Conclusion : oui, on peut communiquer une attitude sociale par la musique.
Comment ça se fait ?
Le cerveau humain déteste ce qui est aléatoire, ce qui ne suit pas de règles logiques et explicables. Nous sommes donc prédisposés à trouver des causes et prêter des intentions à ce qui nous entoure. Prenons la petite vidéo ci-dessous :
Sur cette vidéo, on ne voit que des formes géométriques en mouvement. Pourtant, lorsque Heider et Simmel (1944) ont présenté ce film a des personnes en leur demandant de décrire ce qu'il s'y passait, 49 participants sur 50 ont utilisé des termes tels que "suivre", "chasser" ou "fuir". Ils ont donc attribué des intentions aux formes géométriques au lieu de décrire simplement leurs mouvements (Ex : le triangle se déplace de l'intérieur du rectangle vers l'extérieur).
Face à ce constat, deux théorie :
Approche rationaliste : prêter des intentions serait une disposition innée du cerveau humain qui est équipé de circuits neuronaux spécialisés pour ça et qui s'activent de manière automatique.

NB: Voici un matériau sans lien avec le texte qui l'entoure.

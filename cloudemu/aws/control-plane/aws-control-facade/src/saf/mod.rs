//! SAF — Service Access Facade re-exports.
//!
//! A unified public API surface for the AWS control-plane, kept
//! separate from `lib.rs` so downstream crates can `use
//! aws_control_facade::saf::*` for the commonly-needed types without
//! pulling in routing internals.

pub use aws_control_core::Emulator;
pub use aws_control_core::{ApiError, EmulatorError, Result};
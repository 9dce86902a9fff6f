//! Queue engine (component E): in-memory only, per SPEC_FULL's
//! ephemeral-queue requirement. Visibility timeout, FIFO per-group
//! head-of-line blocking, content-based dedup and a DLQ transfer path
//! are all modeled here; nothing survives a process restart.
//!
//! Grounded on the rusqlite-backed SQS CRUD shape used elsewhere in
//! this codebase (`create_queue`/`send_message`/`receive_message`/
//! `delete_message`) for naming, generalized to an in-memory,
//! `Notify`-driven long-poll engine.

use crate::error::{EmulatorError, Result};
use parking_lot::Mutex;
use serde::{Deserialize, Serialize};
use sha2::{Digest, Sha256};
use std::collections::{HashMap, VecDeque};
use std::sync::Arc;
use std::time::{Duration, Instant};
use tokio::sync::Notify;

#[derive(Debug, Clone, Serialize, Deserialize)]
pub struct QueueAttributes {
    pub visibility_timeout_secs: u32,
    pub message_retention_secs: u32,
    pub max_receive_count: Option<u32>,
    pub dead_letter_target: Option<String>,
    pub fifo: bool,
    pub content_based_dedup: bool,
}

impl Default for QueueAttributes {
    fn default() -> Self {
        QueueAttributes {
            visibility_timeout_secs: 30,
            message_retention_secs: 345_600,
            max_receive_count: None,
            dead_letter_target: None,
            fifo: false,
            content_based_dedup: false,
        }
    }
}

#[derive(Debug, Clone, Serialize, Deserialize)]
pub struct Message {
    pub message_id: String,
    pub body: String,
    pub attributes: HashMap<String, String>,
    pub message_group_id: Option<String>,
    pub dedup_id: Option<String>,
    pub receive_count: u32,
}

struct InFlight {
    message: Message,
    receipt_handle: String,
    visible_again_at: Instant,
}

struct Queue {
    attributes: QueueAttributes,
    ready: VecDeque<Message>,
    in_flight: HashMap<String, InFlight>,
    dedup_seen: HashMap<String, Instant>,
    locked_groups: std::collections::HashSet<String>,
    notify: Arc<Notify>,
    created_at: Instant,
}

impl Queue {
    fn new(attributes: QueueAttributes) -> Self {
        Queue {
            attributes,
            ready: VecDeque::new(),
            in_flight: HashMap::new(),
            dedup_seen: HashMap::new(),
            locked_groups: std::collections::HashSet::new(),
            notify: Arc::new(Notify::new()),
            created_at: Instant::now(),
        }
    }

    /// Move any in-flight messages whose visibility timeout has
    /// elapsed back onto the ready queue (or to the DLQ if they've
    /// exhausted their receive budget — the caller does the transfer
    /// since it needs a handle to the DLQ's own `Queue`).
    fn reap_expired(&mut self) -> Vec<Message> {
        let now = Instant::now();
        let expired: Vec<String> = self
            .in_flight
            .iter()
            .filter(|(_, f)| f.visible_again_at <= now)
            .map(|(h, _)| h.clone())
            .collect();

        let mut dead_lettered = Vec::new();
        for handle in expired {
            let Some(f) = self.in_flight.remove(&handle) else { continue };
            if let Some(group) = &f.message.message_group_id {
                self.locked_groups.remove(group);
            }
            let exceeded = self
                .attributes
                .max_receive_count
                .map(|max| f.message.receive_count >= max)
                .unwrap_or(false);
            if exceeded && self.attributes.dead_letter_target.is_some() {
                dead_lettered.push(f.message);
            } else {
                self.ready.push_back(f.message);
            }
        }
        dead_lettered
    }
}

/// Reap `name`'s expired in-flight messages and forward any that
/// exceeded their receive budget to the queue's configured DLQ.
/// Callers must already hold the `queues` lock.
fn reap_and_deadletter(queues: &mut HashMap<String, Queue>, name: &str) {
    let Some(q) = queues.get_mut(name) else { return };
    let dead = q.reap_expired();
    if dead.is_empty() {
        return;
    }
    let Some(target) = q.attributes.dead_letter_target.clone() else { return };
    if let Some(dlq) = queues.get_mut(&target) {
        for mut msg in dead {
            msg.receive_count = 0;
            dlq.ready.push_back(msg);
        }
        dlq.notify.notify_one();
    }
}

#[derive(Default)]
pub struct QueueEngine {
    queues: Mutex<HashMap<String, Queue>>,
}

impl QueueEngine {
    pub fn new() -> Self {
        Self::default()
    }

    pub fn create_queue(&self, name: &str, attributes: QueueAttributes) -> Result<()> {
        let mut queues = self.queues.lock();
        if queues.contains_key(name) {
            return Err(EmulatorError::AlreadyExists(format!("queue {name} already exists")));
        }
        queues.insert(name.to_string(), Queue::new(attributes));
        Ok(())
    }

    pub fn delete_queue(&self, name: &str) -> Result<()> {
        let mut queues = self.queues.lock();
        queues.remove(name).ok_or_else(|| EmulatorError::NonExistentQueue(name.to_string()))?;
        Ok(())
    }

    pub fn list_queues(&self) -> Vec<String> {
        self.queues.lock().keys().cloned().collect()
    }

    pub fn queue_attributes(&self, name: &str) -> Result<QueueAttributes> {
        let queues = self.queues.lock();
        let q = queues.get(name).ok_or_else(|| EmulatorError::NonExistentQueue(name.to_string()))?;
        Ok(q.attributes.clone())
    }

    pub fn approximate_depth(&self, name: &str) -> Result<(usize, usize)> {
        let mut queues = self.queues.lock();
        if !queues.contains_key(name) {
            return Err(EmulatorError::NonExistentQueue(name.to_string()));
        }
        reap_and_deadletter(&mut queues, name);
        let q = queues.get(name).unwrap();
        Ok((q.ready.len(), q.in_flight.len()))
    }

    pub fn send_message(
        &self,
        name: &str,
        body: String,
        attributes: HashMap<String, String>,
        message_group_id: Option<String>,
        explicit_dedup_id: Option<String>,
    ) -> Result<Option<String>> {
        let mut queues = self.queues.lock();
        let q = queues.get_mut(name).ok_or_else(|| EmulatorError::NonExistentQueue(name.to_string()))?;

        let dedup_id = if q.attributes.fifo {
            let id = explicit_dedup_id.or_else(|| {
                q.attributes.content_based_dedup.then(|| content_hash(&body))
            });
            if let Some(id) = &id {
                let now = Instant::now();
                q.dedup_seen.retain(|_, seen| now.duration_since(*seen) < Duration::from_secs(300));
                if q.dedup_seen.contains_key(id) {
                    return Ok(None);
                }
                q.dedup_seen.insert(id.clone(), now);
            }
            id
        } else {
            None
        };

        let message = Message {
            message_id: uuid::Uuid::new_v4().to_string(),
            body,
            attributes,
            message_group_id,
            dedup_id,
            receive_count: 0,
        };
        let id = message.message_id.clone();
        q.ready.push_back(message);
        q.notify.notify_one();
        Ok(Some(id))
    }

    /// Long-poll receive. Re-scans eligibility on every wakeup since a
    /// notify can fire for an unrelated send while this group is still
    /// locked by another in-flight receive.
    pub async fn receive_message(&self, name: &str, wait: Duration, max_messages: usize) -> Result<Vec<(Message, String)>> {
        let deadline = Instant::now() + wait;
        loop {
            let notify = {
                let mut queues = self.queues.lock();
                if !queues.contains_key(name) {
                    return Err(EmulatorError::NonExistentQueue(name.to_string()));
                }
                reap_and_deadletter(&mut queues, name);
                let q = queues.get_mut(name).unwrap();

                let received = self.try_receive_locked(q, max_messages);
                if !received.is_empty() {
                    return Ok(received);
                }
                q.notify.clone()
            };

            let remaining = deadline.saturating_duration_since(Instant::now());
            if remaining.is_zero() {
                return Ok(Vec::new());
            }
            let _ = tokio::time::timeout(remaining, notify.notified()).await;
            if Instant::now() >= deadline {
                // one last scan after the final wakeup/timeout before giving up
                let mut queues = self.queues.lock();
                if !queues.contains_key(name) {
                    return Err(EmulatorError::NonExistentQueue(name.to_string()));
                }
                reap_and_deadletter(&mut queues, name);
                let q = queues.get_mut(name).unwrap();
                return Ok(self.try_receive_locked(q, max_messages));
            }
        }
    }

    fn try_receive_locked(&self, q: &mut Queue, max_messages: usize) -> Vec<(Message, String)> {
        let mut out = Vec::new();
        let mut skipped = VecDeque::new();

        while out.len() < max_messages {
            let Some(mut msg) = q.ready.pop_front() else { break };
            if let Some(group) = &msg.message_group_id {
                if q.locked_groups.contains(group) {
                    skipped.push_back(msg);
                    continue;
                }
                q.locked_groups.insert(group.clone());
            }
            msg.receive_count += 1;
            let receipt_handle = uuid::Uuid::new_v4().to_string();
            let visible_again_at = Instant::now() + Duration::from_secs(q.attributes.visibility_timeout_secs as u64);
            out.push((msg.clone(), receipt_handle.clone()));
            q.in_flight.insert(receipt_handle, InFlight { message: msg, receipt_handle: String::new(), visible_again_at });
        }
        while let Some(m) = skipped.pop_front() {
            q.ready.push_front(m);
        }
        out
    }

    pub fn delete_message(&self, name: &str, receipt_handle: &str) -> Result<()> {
        let mut queues = self.queues.lock();
        let q = queues.get_mut(name).ok_or_else(|| EmulatorError::NonExistentQueue(name.to_string()))?;
        let f = q
            .in_flight
            .remove(receipt_handle)
            .ok_or_else(|| EmulatorError::ReceiptHandleInvalid(receipt_handle.to_string()))?;
        if let Some(group) = &f.message.message_group_id {
            q.locked_groups.remove(group);
        }
        Ok(())
    }

    pub fn change_message_visibility(&self, name: &str, receipt_handle: &str, timeout_secs: u32) -> Result<()> {
        let mut queues = self.queues.lock();
        let q = queues.get_mut(name).ok_or_else(|| EmulatorError::NonExistentQueue(name.to_string()))?;
        let f = q
            .in_flight
            .get_mut(receipt_handle)
            .ok_or_else(|| EmulatorError::ReceiptHandleInvalid(receipt_handle.to_string()))?;
        f.visible_again_at = Instant::now() + Duration::from_secs(timeout_secs as u64);
        Ok(())
    }

    /// Sweep expired in-flight messages across every queue, forwarding
    /// any that exceeded their receive budget to their configured DLQ.
    /// Intended to be called periodically by the event fabric, as a
    /// backstop for queues nobody is actively receiving from (a queue
    /// under active receive traffic reaps on every `receive_message`
    /// call and never needs this sweep to make progress).
    pub fn sweep_dead_letters(&self) {
        let mut queues = self.queues.lock();
        let names: Vec<String> = queues.keys().cloned().collect();
        for name in &names {
            reap_and_deadletter(&mut queues, name);
        }
    }
}

fn content_hash(body: &str) -> String {
    let mut hasher = Sha256::new();
    hasher.update(body.as_bytes());
    hex::encode(hasher.finalize())
}

#[cfg(test)]
mod tests {
    use super::*;

    #[test]
    fn send_and_receive_round_trip() {
        let engine = QueueEngine::new();
        engine.create_queue("q", QueueAttributes::default()).unwrap();
        engine.send_message("q", "hello".into(), HashMap::new(), None, None).unwrap();

        let rt = tokio::runtime::Runtime::new().unwrap();
        let received = rt.block_on(engine.receive_message("q", Duration::from_millis(50), 10)).unwrap();
        assert_eq!(received.len(), 1);
        assert_eq!(received[0].0.body, "hello");

        engine.delete_message("q", &received[0].1).unwrap();
        let (ready, in_flight) = engine.approximate_depth("q").unwrap();
        assert_eq!((ready, in_flight), (0, 0));
    }

    #[test]
    fn fifo_dedup_drops_duplicate_content() {
        let engine = QueueEngine::new();
        let mut attrs = QueueAttributes::default();
        attrs.fifo = true;
        attrs.content_based_dedup = true;
        engine.create_queue("q.fifo", attrs).unwrap();

        let first = engine.send_message("q.fifo", "same".into(), HashMap::new(), Some("g".into()), None).unwrap();
        let second = engine.send_message("q.fifo", "same".into(), HashMap::new(), Some("g".into()), None).unwrap();
        assert!(first.is_some());
        assert!(second.is_none());
    }

    #[test]
    fn fifo_group_head_of_line_blocks_until_deleted() {
        let engine = QueueEngine::new();
        let mut attrs = QueueAttributes::default();
        attrs.fifo = true;
        engine.create_queue("q.fifo", attrs).unwrap();
        engine.send_message("q.fifo", "a".into(), HashMap::new(), Some("g".into()), Some("1".into())).unwrap();
        engine.send_message("q.fifo", "b".into(), HashMap::new(), Some("g".into()), Some("2".into())).unwrap();

        let rt = tokio::runtime::Runtime::new().unwrap();
        let first = rt.block_on(engine.receive_message("q.fifo", Duration::from_millis(20), 10)).unwrap();
        assert_eq!(first.len(), 1);

        let second = rt.block_on(engine.receive_message("q.fifo", Duration::from_millis(20), 10)).unwrap();
        assert!(second.is_empty(), "second message in the same group must stay blocked");

        engine.delete_message("q.fifo", &first[0].1).unwrap();
        let third = rt.block_on(engine.receive_message("q.fifo", Duration::from_millis(20), 10)).unwrap();
        assert_eq!(third.len(), 1);
    }

    #[test]
    fn messages_exceeding_receive_count_land_in_the_dead_letter_queue() {
        let engine = QueueEngine::new();
        engine.create_queue("dlq", QueueAttributes::default()).unwrap();

        let mut attrs = QueueAttributes::default();
        attrs.visibility_timeout_secs = 0;
        attrs.max_receive_count = Some(2);
        attrs.dead_letter_target = Some("dlq".into());
        engine.create_queue("q", attrs).unwrap();
        engine.send_message("q", "poison".into(), HashMap::new(), None, None).unwrap();

        let rt = tokio::runtime::Runtime::new().unwrap();
        // a zero-second visibility timeout means each receive call's own
        // reap pass immediately expires the previous attempt's in-flight copy
        for _ in 0..2 {
            let received = rt.block_on(engine.receive_message("q", Duration::from_millis(20), 10)).unwrap();
            assert_eq!(received.len(), 1);
        }

        let from_source = rt.block_on(engine.receive_message("q", Duration::from_millis(20), 10)).unwrap();
        assert!(from_source.is_empty(), "message should have been transferred out of the source queue");

        let from_dlq = rt.block_on(engine.receive_message("dlq", Duration::from_millis(20), 10)).unwrap();
        assert_eq!(from_dlq.len(), 1);
        assert_eq!(from_dlq[0].0.body, "poison");
        assert_eq!(from_dlq[0].0.receive_count, 1);
    }
}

Exemple : j'entends ce morceau et je perçois automatiquement que le musicien communique de l'insolence.
(Lui c'est Emmanuel Kant le papa du Rationalisme)
VS
Approche empiriste : à force d'observer des corrélations, l'être humain en déduit des relations causales. Exemple : à chaque fois que quelqu'un se comporte de manière insolente dans un film, il y a ce type de musique. Donc quand j'entends ce morceau, j'en déduis que le musicien communique de l'insolence.
(Et lui c'est David Hume le papa de l'Empirisme)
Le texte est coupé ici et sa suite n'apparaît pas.